Task description:
Your answer should be one number, the count of lines in the data that hold "editor".

The data:
use std::sync::Arc;

use anyhow::Context;
use clap::Parser;

use reviews_admin_api::auth::provider::{AuthProvider, HttpAuthProvider};
use reviews_admin_api::config;
use reviews_admin_api::routes::app;

#[derive(Debug, Parser)]
#[command(name = "reviews-admin-api", about = "Admin API for the reviews platform")]
struct Args {
    /// Address to bind
    #[arg(long, default_value = "0.0.0.0")]
    bind: String,

    /// Port to listen on (falls back to PORT env, then 3000)
    #[arg(long)]
    port: Option<u16>,
}

#[tokio::main]
async fn main() -> anyhow::Result<()> {
    // Load .env if present so cargo run picks up DATABASE_URL, SESSION_SECRET, etc.
    let _ = dotenvy::dotenv();

    let args = Args::parse();

    tracing_subscriber::fmt::init();

    // Initialize configuration (this loads the config singleton)
    let config = config::config();
    tracing::info!("Starting Reviews Admin API in {:?} mode", config.environment);

    let provider: Arc<dyn AuthProvider> = Arc::new(
        HttpAuthProvider::from_config(&config.auth_provider)
            .context("auth provider configuration")?,
    );

    let port = args
        .port
        .or_else(|| std::env::var("PORT").ok().and_then(|s| s.parse().ok()))
        .unwrap_or(3000);

    let bind_addr = format!("{}:{}", args.bind, port);
    let listener = tokio::net::TcpListener::bind(&bind_addr)
        .await
        .with_context(|| format!("failed to bind {}", bind_addr))?;

    tracing::info!("Reviews Admin API listening on http://{}", bind_addr);

    axum::serve(listener, app(provider)).await.context("server")?;
    Ok(())
}
use std::sync::Arc;

use async_trait::async_trait;
use axum::body::Body;
use axum::http::{header, Request, StatusCode};
use http_body_util::BodyExt;
use tower::ServiceExt;

use reviews_admin_api::auth::provider::{AuthProvider, AuthProviderError, AuthenticatedUser};
use reviews_admin_api::routes::app;

/// Provider stub that rejects everything, so no test depends on the hosted
/// auth service or a database.
struct RejectingProvider;

#[async_trait]
impl AuthProvider for RejectingProvider {
    async fn sign_in_with_password(
        &self,
        _email: &str,
        _password: &str,
    ) -> Result<AuthenticatedUser, AuthProviderError> {
        Err(AuthProviderError::InvalidCredentials)
    }

    async fn send_magic_link(&self, _email: &str) -> Result<(), AuthProviderError> {
        Ok(())
    }

    async fn verify_magic_link(
        &self,
        _token: &str,
    ) -> Result<AuthenticatedUser, AuthProviderError> {
        Err(AuthProviderError::InvalidToken)
    }
}

fn test_app() -> axum::Router {
    app(Arc::new(RejectingProvider))
}

async fn body_json(response: axum::response::Response) -> serde_json::Value {
    let bytes = response.into_body().collect().await.unwrap().to_bytes();
    serde_json::from_slice(&bytes).unwrap()
}

#[tokio::test]
async fn root_describes_the_service() {
    let response = test_app()
        .oneshot(Request::builder().uri("/").body(Body::empty()).unwrap())
        .await
        .unwrap();

    assert_eq!(response.status(), StatusCode::OK);
    let body = body_json(response).await;
    assert_eq!(body["success"], true);
    assert!(body["data"]["endpoints"]["sectors"].is_string());
}

#[tokio::test]
async fn protected_routes_require_a_session_cookie() {
    for uri in ["/api/sectors", "/api/platforms", "/api/profile"] {
        let response = test_app()
            .oneshot(Request::builder().uri(uri).body(Body::empty()).unwrap())
            .await
            .unwrap();

        assert_eq!(response.status(), StatusCode::UNAUTHORIZED, "uri: {}", uri);
        let body = body_json(response).await;
        assert_eq!(body["success"], false);
        assert_eq!(body["code"], "UNAUTHORIZED");
    }
}

#[tokio::test]
async fn garbage_session_cookie_is_rejected() {
    let response = test_app()
        .oneshot(
            Request::builder()
                .uri("/api/sectors")
                .header(header::COOKIE, "ra_session=not-a-jwt")
                .body(Body::empty())
                .unwrap(),
        )
        .await
        .unwrap();

    assert_eq!(response.status(), StatusCode::UNAUTHORIZED);
}

#[tokio::test]
async fn rejected_credentials_surface_as_401() {
    let response = test_app()
        .oneshot(
            Request::builder()
                .method("POST")
                .uri("/auth/login")
                .header(header::CONTENT_TYPE, "application/json")
                .body(Body::from(
                    r#"{"email":"admin@example.com","password":"wrong"}"#,
                ))
                .unwrap(),
        )
        .await
        .unwrap();

    assert_eq!(response.status(), StatusCode::UNAUTHORIZED);
}

#[tokio::test]
async fn login_requires_email_and_password() {
    let response = test_app()
        .oneshot(
            Request::builder()
                .method("POST")
                .uri("/auth/login")
                .header(header::CONTENT_TYPE, "application/json")
                .body(Body::from(r#"{"email":"  ","password":""}"#))
                .unwrap(),
        )
        .await
        .unwrap();

    assert_eq!(response.status(), StatusCode::BAD_REQUEST);
}

#[tokio::test]
async fn expired_magic_link_token_is_unauthorized() {
    let response = test_app()
        .oneshot(
            Request::builder()
                .uri("/auth/callback?token=stale")
                .body(Body::empty())
                .unwrap(),
        )
        .await
        .unwrap();

    assert_eq!(response.status(), StatusCode::UNAUTHORIZED);
}

#[tokio::test]
async fn logout_clears_the_session_cookie() {
    let response = test_app()
        .oneshot(
            Request::builder()
                .method("DELETE")
                .uri("/auth/session")
                .body(Body::empty())
                .unwrap(),
        )
        .await
        .unwrap();

    assert_eq!(response.status(), StatusCode::OK);
    let cookie = response
        .headers()
        .get(header::SET_COOKIE)
        .and_then(|v| v.to_str().ok())
        .unwrap()
        .to_string();
    assert!(cookie.starts_with("ra_session="));
    assert!(cookie.contains("Max-Age=0"));
}
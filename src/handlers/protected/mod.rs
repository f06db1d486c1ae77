pub mod platforms;
pub mod profile;
pub mod sectors;
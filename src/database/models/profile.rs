use chrono::{DateTime, Utc};
use serde::{Deserialize, Serialize};
use sqlx::FromRow;
use uuid::Uuid;

#[derive(Debug, Clone, Serialize, Deserialize, FromRow)]
pub struct ProfileRecord {
    /// Matches the auth provider's user id.
    pub id: Uuid,
    pub email: String,
    pub full_name: Option<String>,
    pub role: String,
    pub created_at: DateTime<Utc>,
    pub updated_at: DateTime<Utc>,
}
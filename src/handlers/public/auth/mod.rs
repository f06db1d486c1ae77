mod login;
mod logout;
mod magic_link;

pub use login::login;
pub use logout::logout;
pub use magic_link::{magic_link_callback, magic_link_request};

use axum::http::{header, HeaderValue};
use axum::response::{IntoResponse, Response};
use serde_json::json;

use crate::auth::provider::AuthenticatedUser;
use crate::auth::{generate_session_token, session_cookie_value, Claims};
use crate::config;
use crate::database::repository::ProfileRepository;
use crate::error::ApiError;
use crate::middleware::response::ApiResponse;

/// Shared tail of every successful sign-in: make sure the profile row exists,
/// mint a session token and attach the session cookie to the response.
pub(super) async fn establish_session(user: AuthenticatedUser) -> Result<Response, ApiError> {
    let profiles = ProfileRepository::from_manager().await?;
    profiles.ensure(user.id, &user.email).await?;

    let claims = Claims::new(user.id, user.email.clone());
    let token = generate_session_token(&claims)?;
    let cookie = session_cookie_value(&token, &config::config().security);

    let mut response = ApiResponse::success(json!({
        "user": { "id": user.id, "email": user.email }
    }))
    .into_response();

    let value = HeaderValue::from_str(&cookie)
        .map_err(|_| ApiError::internal_server_error("Failed to build session cookie"))?;
    response.headers_mut().insert(header::SET_COOKIE, value);
    Ok(response)
}
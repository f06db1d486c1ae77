use async_trait::async_trait;
use serde::{Deserialize, Serialize};
use thiserror::Error;
use uuid::Uuid;

/// Normalized output of `SectorDraft::build_save_payload`. This is the whole
/// truth about the sector: the saver treats the category list as the complete
/// desired set, not a delta.
#[derive(Debug, Clone, PartialEq, Eq, Serialize, Deserialize)]
pub struct SectorSavePayload {
    #[serde(skip_serializing_if = "Option::is_none")]
    pub sector_id: Option<Uuid>,
    pub name: String,
    #[serde(skip_serializing_if = "Option::is_none")]
    pub description: Option<String>,
    pub platforms: Vec<String>,
    pub categories: Vec<CategorySavePayload>,
    #[serde(skip_serializing_if = "Option::is_none")]
    pub prompt_template: Option<String>,
}

/// A category as it leaves the editor. `id` is present only for rows that
/// existed before editing began; draft-local ids never appear here.
#[derive(Debug, Clone, PartialEq, Eq, Serialize, Deserialize)]
pub struct CategorySavePayload {
    #[serde(skip_serializing_if = "Option::is_none")]
    pub id: Option<Uuid>,
    pub name: String,
}

/// Failure reported by a `SectorSaver`. Carries only a message; transport,
/// retries and idempotency of the remote effect belong to the implementation.
#[derive(Debug, Error)]
#[error("{0}")]
pub struct SaveError(pub String);

/// Persistence seam for the draft editor. The production implementation is
/// `SectorRepository`; tests inject recording mocks.
#[async_trait]
pub trait SectorSaver: Send + Sync {
    async fn save_sector(&self, payload: &SectorSavePayload) -> Result<(), SaveError>;
}
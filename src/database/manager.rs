use sqlx::{postgres::PgPoolOptions, PgPool};
use std::time::Duration;
use thiserror::Error;
use tokio::sync::OnceCell;
use tracing::info;

use crate::config;

/// Errors from DatabaseManager
#[derive(Debug, Error)]
pub enum DatabaseError {
    #[error("Missing configuration: {0}")]
    ConfigMissing(&'static str),

    #[error("Invalid database URL")]
    InvalidDatabaseUrl,

    #[error("Not found: {0}")]
    NotFound(String),

    #[error(transparent)]
    Sqlx(#[from] sqlx::Error),
}

/// Process-wide connection pool for the admin database, created lazily on
/// first use.
pub struct DatabaseManager;

static POOL: OnceCell<PgPool> = OnceCell::const_new();

impl DatabaseManager {
    /// Get the shared admin pool, connecting on first call.
    pub async fn pool() -> Result<PgPool, DatabaseError> {
        POOL.get_or_try_init(Self::connect).await.cloned()
    }

    async fn connect() -> Result<PgPool, DatabaseError> {
        let connection_string = Self::build_connection_string()?;
        let db_config = &config::config().database;

        let pool = PgPoolOptions::new()
            .max_connections(db_config.max_connections)
            .acquire_timeout(Duration::from_secs(db_config.connection_timeout))
            .connect(&connection_string)
            .await?;

        info!("Created admin database pool");
        Ok(pool)
    }

    /// `DATABASE_URL`, with the path swapped to `ADMIN_DB_NAME` when that is
    /// set (lets deployments share one cluster URL across services).
    fn build_connection_string() -> Result<String, DatabaseError> {
        let base = std::env::var("DATABASE_URL")
            .map_err(|_| DatabaseError::ConfigMissing("DATABASE_URL"))?;

        match std::env::var("ADMIN_DB_NAME") {
            Ok(db_name) => {
                let mut url =
                    url::Url::parse(&base).map_err(|_| DatabaseError::InvalidDatabaseUrl)?;
                url.set_path(&format!("/{}", db_name));
                Ok(url.into())
            }
            Err(_) => Ok(base),
        }
    }

    /// Pings the pool to ensure connectivity
    pub async fn health_check() -> Result<(), DatabaseError> {
        let pool = Self::pool().await?;
        sqlx::query("SELECT 1").execute(&pool).await?;
        Ok(())
    }
}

Answer to the exercise:
2